Catalyst-enhanced micro-galvanic effect of Cu3N/Cu-bearing NiTi alloy surface for selective bacteria killing

NiTi alloy stent is widely applied to the treatment of coronary artery disease, however, stent associated bacterial infection may occur because of its lack of antibacterial ability. Endowing the selective antibacterial ability is promising for NiTi alloy but still remains a considerable challenge. Here, a novel NiTi alloy surface embedded with cuprous nitride/copper nanoparticles (Cu3N/Cu NPs) was constructed by sequential Cu and N plasma immersion ion implantation & deposition (PIII&D). First, the Cu atoms evenly nucleated and grew into Cu nanoparticles on the NiTi alloy surface during Cu PIII&D process followed by partially transforming to Cu3N by N PIII&D treatment.
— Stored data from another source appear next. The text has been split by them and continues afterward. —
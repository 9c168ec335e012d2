//! Command queue and flow control.
//!
//! The link allows one attribute-protocol request in flight. Operator and
//! automatically generated operations share that single slot: each side
//! can park one intent, the operator's is always drained first, and nothing
//! is issued while a response is outstanding.

use bytes::Bytes;
use tracing::debug;

use crate::ble::characteristics::{AttributeTarget, CccdChange, ChargeChange, WptCharacteristic};
use crate::error::{Error, Result};

/// Who asked for an operation.
#[derive(Debug, Clone, Copy, PartialEq, Eq, Hash)]
pub enum Origin {
    /// Typed by the operator.
    Operator,
    /// Generated by the core (discovery completion, fast path, ticker).
    Auto,
}

impl std::fmt::Display for Origin {
    fn fmt(&self, f: &mut std::fmt::Formatter<'_>) -> std::fmt::Result {
        match self {
            Self::Operator => write!(f, "operator"),
            Self::Auto => write!(f, "auto"),
        }
    }
}

/// An attribute-protocol operation waiting for the link to be free.
///
/// Intents are resolved against the session (handles, shadows) only when
/// they are issued.
#[derive(Debug, Clone, Copy, PartialEq, Eq)]
pub enum GattIntent {
    /// Full service / characteristic discovery.
    Discover,
    /// Read a characteristic value.
    Read(WptCharacteristic),
    /// Update the PRU Alert CCCD.
    AlertCccd(CccdChange),
    /// Write the PRU Control charge enables.
    Charge(ChargeChange),
}

impl std::fmt::Display for GattIntent {
    fn fmt(&self, f: &mut std::fmt::Formatter<'_>) -> std::fmt::Result {
        match self {
            Self::Discover => write!(f, "discover services"),
            Self::Read(c) => write!(f, "read {}", c),
            Self::AlertCccd(CccdChange::EnableNotifications) => {
                write!(f, "enable alert notifications")
            }
            Self::AlertCccd(CccdChange::EnableIndications) => write!(f, "enable alert indications"),
            Self::AlertCccd(CccdChange::Disable) => write!(f, "disable alert notifications/indications"),
            Self::Charge(ChargeChange::Enable) => write!(f, "enable charging"),
            Self::Charge(ChargeChange::Disable) => write!(f, "disable charging"),
        }
    }
}

/// Attribute-protocol operation kind.
#[derive(Debug, Clone, Copy, PartialEq, Eq, Hash)]
pub enum Opcode {
    /// Service and characteristic discovery.
    DiscoverServices,
    /// Characteristic read.
    ReadCharacteristic,
    /// Characteristic write.
    WriteCharacteristic,
    /// CCCD write enabling notifications, or clearing the mask.
    SetNotifyDescriptor,
    /// CCCD write enabling indications.
    SetIndicateDescriptor,
}

impl std::fmt::Display for Opcode {
    fn fmt(&self, f: &mut std::fmt::Formatter<'_>) -> std::fmt::Result {
        match self {
            Self::DiscoverServices => write!(f, "discover-services"),
            Self::ReadCharacteristic => write!(f, "read-characteristic"),
            Self::WriteCharacteristic => write!(f, "write-characteristic"),
            Self::SetNotifyDescriptor => write!(f, "set-notify-descriptor"),
            Self::SetIndicateDescriptor => write!(f, "set-indicate-descriptor"),
        }
    }
}

/// The request currently awaiting a response.
#[derive(Debug, Clone, PartialEq, Eq)]
pub struct PendingCommand {
    /// Operation kind.
    pub opcode: Opcode,
    /// Target attribute; `None` for discovery.
    pub target: Option<AttributeTarget>,
    /// Written bytes, for writes only.
    pub payload: Option<Bytes>,
    /// Whether the core generated it.
    pub auto_generated: bool,
}

impl PendingCommand {
    /// Create a command without payload.
    pub fn new(opcode: Opcode, target: Option<AttributeTarget>, origin: Origin) -> Self {
        Self {
            opcode,
            target,
            payload: None,
            auto_generated: origin == Origin::Auto,
        }
    }

    /// Attach a write payload.
    pub fn with_payload(mut self, payload: Bytes) -> Self {
        self.payload = Some(payload);
        self
    }
}

impl std::fmt::Display for PendingCommand {
    fn fmt(&self, f: &mut std::fmt::Formatter<'_>) -> std::fmt::Result {
        write!(f, "{}", self.opcode)?;
        if let Some(target) = &self.target {
            write!(f, " {}", target)?;
        }
        if self.auto_generated {
            write!(f, " [auto]")?;
        }
        Ok(())
    }
}

/// Two-slot intent queue guarded by the single-outstanding-request gate.
#[derive(Debug, Clone, Default)]
pub struct FlowController {
    awaiting: Option<PendingCommand>,
    operator: Option<GattIntent>,
    auto: Option<GattIntent>,
}

impl FlowController {
    /// Create an idle controller.
    pub fn new() -> Self {
        Self::default()
    }

    /// Check if a response is outstanding.
    pub fn is_awaiting_response(&self) -> bool {
        self.awaiting.is_some()
    }

    /// The request currently awaiting a response.
    pub fn pending(&self) -> Option<&PendingCommand> {
        self.awaiting.as_ref()
    }

    /// Check if an intent is parked in the slot for `origin`.
    pub fn has_queued(&self, origin: Origin) -> bool {
        match origin {
            Origin::Operator => self.operator.is_some(),
            Origin::Auto => self.auto.is_some(),
        }
    }

    /// Park an intent until the link is free.
    ///
    /// The operator slot holds a single intent; a second one is refused.
    /// The auto slot keeps only the most recent intent.
    pub fn submit(&mut self, intent: GattIntent, origin: Origin) -> Result<()> {
        match origin {
            Origin::Operator => {
                if self.operator.is_some() {
                    return Err(Error::Busy);
                }
                self.operator = Some(intent);
            }
            Origin::Auto => {
                if let Some(previous) = self.auto.replace(intent) {
                    debug!("Auto intent '{}' superseded by '{}'", previous, intent);
                }
            }
        }
        Ok(())
    }

    /// Take the next intent to issue, operator first.
    ///
    /// Returns `None` while a response is outstanding; parked intents stay
    /// where they are.
    pub fn next_ready(&mut self) -> Option<(GattIntent, Origin)> {
        if self.awaiting.is_some() {
            return None;
        }
        if let Some(intent) = self.operator.take() {
            return Some((intent, Origin::Operator));
        }
        self.auto.take().map(|intent| (intent, Origin::Auto))
    }

    /// Close the gate on an issued request.
    pub fn begin(&mut self, command: PendingCommand) {
        debug!("Awaiting response to {}", command);
        self.awaiting = Some(command);
    }

    /// Open the gate; returns the request that was outstanding.
    pub fn complete(&mut self) -> Option<PendingCommand> {
        self.awaiting.take()
    }

    /// Discard the parked auto intent.
    pub fn clear_auto(&mut self) -> Option<GattIntent> {
        self.auto.take()
    }

    /// Force-clear the gate and both slots.
    pub fn reset(&mut self) {
        if let Some(pending) = self.awaiting.take() {
            debug!("Dropping outstanding {}", pending);
        }
        self.operator = None;
        self.auto = None;
    }
}

#[cfg(test)]
mod tests {
    use super::*;
    use pretty_assertions::assert_eq;
    use proptest::prelude::*;

    fn read_static() -> GattIntent {
        GattIntent::Read(WptCharacteristic::PruStatic)
    }

    fn read_dynamic() -> GattIntent {
        GattIntent::Read(WptCharacteristic::PruDynamic)
    }

    fn pending(origin: Origin) -> PendingCommand {
        PendingCommand::new(Opcode::ReadCharacteristic, None, origin)
    }

    #[test]
    fn test_operator_drained_before_auto() {
        let mut flow = FlowController::new();
        flow.submit(read_dynamic(), Origin::Auto).unwrap();
        flow.submit(read_static(), Origin::Operator).unwrap();

        assert_eq!(flow.next_ready(), Some((read_static(), Origin::Operator)));
        assert_eq!(flow.next_ready(), Some((read_dynamic(), Origin::Auto)));
        assert_eq!(flow.next_ready(), None);
    }

    #[test]
    fn test_gate_holds_intents() {
        let mut flow = FlowController::new();
        flow.begin(pending(Origin::Operator));
        flow.submit(GattIntent::Charge(ChargeChange::Disable), Origin::Operator)
            .unwrap();

        assert!(flow.is_awaiting_response());
        assert_eq!(flow.next_ready(), None);
        assert!(flow.has_queued(Origin::Operator));

        assert!(flow.complete().is_some());
        assert_eq!(
            flow.next_ready(),
            Some((GattIntent::Charge(ChargeChange::Disable), Origin::Operator))
        );
    }

    #[test]
    fn test_second_operator_intent_is_busy() {
        let mut flow = FlowController::new();
        flow.begin(pending(Origin::Operator));
        flow.submit(read_static(), Origin::Operator).unwrap();

        assert!(matches!(
            flow.submit(read_dynamic(), Origin::Operator),
            Err(Error::Busy)
        ));
    }

    #[test]
    fn test_auto_slot_keeps_latest() {
        let mut flow = FlowController::new();
        flow.submit(GattIntent::Discover, Origin::Auto).unwrap();
        flow.submit(read_static(), Origin::Auto).unwrap();

        assert_eq!(flow.next_ready(), Some((read_static(), Origin::Auto)));
        assert_eq!(flow.next_ready(), None);
    }

    #[test]
    fn test_reset_clears_everything() {
        let mut flow = FlowController::new();
        flow.begin(pending(Origin::Auto));
        flow.submit(read_static(), Origin::Operator).unwrap();
        flow.submit(read_dynamic(), Origin::Auto).unwrap();

        flow.reset();

        assert!(!flow.is_awaiting_response());
        assert!(!flow.has_queued(Origin::Operator));
        assert!(!flow.has_queued(Origin::Auto));
        assert_eq!(flow.next_ready(), None);
    }

    #[test]
    fn test_pending_command_display() {
        let command = PendingCommand::new(Opcode::ReadCharacteristic, None, Origin::Auto);
        assert_eq!(command.to_string(), "read-characteristic [auto]");
        assert!(command.auto_generated);
    }

    #[derive(Debug, Clone)]
    enum Step {
        Submit(Origin),
        Issue,
        Respond,
        LinkLost,
    }

    fn step() -> impl Strategy<Value = Step> {
        prop_oneof![
            Just(Step::Submit(Origin::Operator)),
            Just(Step::Submit(Origin::Auto)),
            Just(Step::Issue),
            Just(Step::Respond),
            Just(Step::LinkLost),
        ]
    }

    proptest! {
        #[test]
        fn prop_never_two_outstanding(steps in proptest::collection::vec(step(), 0..128)) {
            let mut flow = FlowController::new();
            let mut outstanding = 0usize;

            for step in steps {
                match step {
                    Step::Submit(origin) => {
                        let _ = flow.submit(read_dynamic(), origin);
                    }
                    Step::Issue => {
                        if let Some((_, origin)) = flow.next_ready() {
                            prop_assert_eq!(outstanding, 0);
                            flow.begin(pending(origin));
                            outstanding += 1;
                        }
                    }
                    Step::Respond => {
                        if flow.complete().is_some() {
                            outstanding -= 1;
                        }
                    }
                    Step::LinkLost => {
                        flow.reset();
                        outstanding = 0;
                    }
                }
                prop_assert!(outstanding <= 1);
                prop_assert_eq!(flow.is_awaiting_response(), outstanding == 1);
            }
        }
    }
}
Due to the electrocatalysis of Cu3N, Cu and N PIII&D modified NiTi alloy surface demonstrated a catalyst-enhanced micro-galvanic effect, which produced excellent antibacterial abilities against both Gram-negative and positive bacteria. The antibacterial mechanism of Cu and N PIII&D NiTi alloy surface was verified to primarily correlate with the blocked ATP synthesis and oxidative stress of bacteria due to the overconsumption of protons and the production of reactive oxygen species (ROS) by continuous catalyst-enhanced micro-galvanic reaction. Meanwhile, this modified NiTi alloy surface showed an enhancement effect on the adhesion and proliferation of human umbilical vein endothelial cell. This study provides a new sight for how to endow implant with selective antibacterial ability.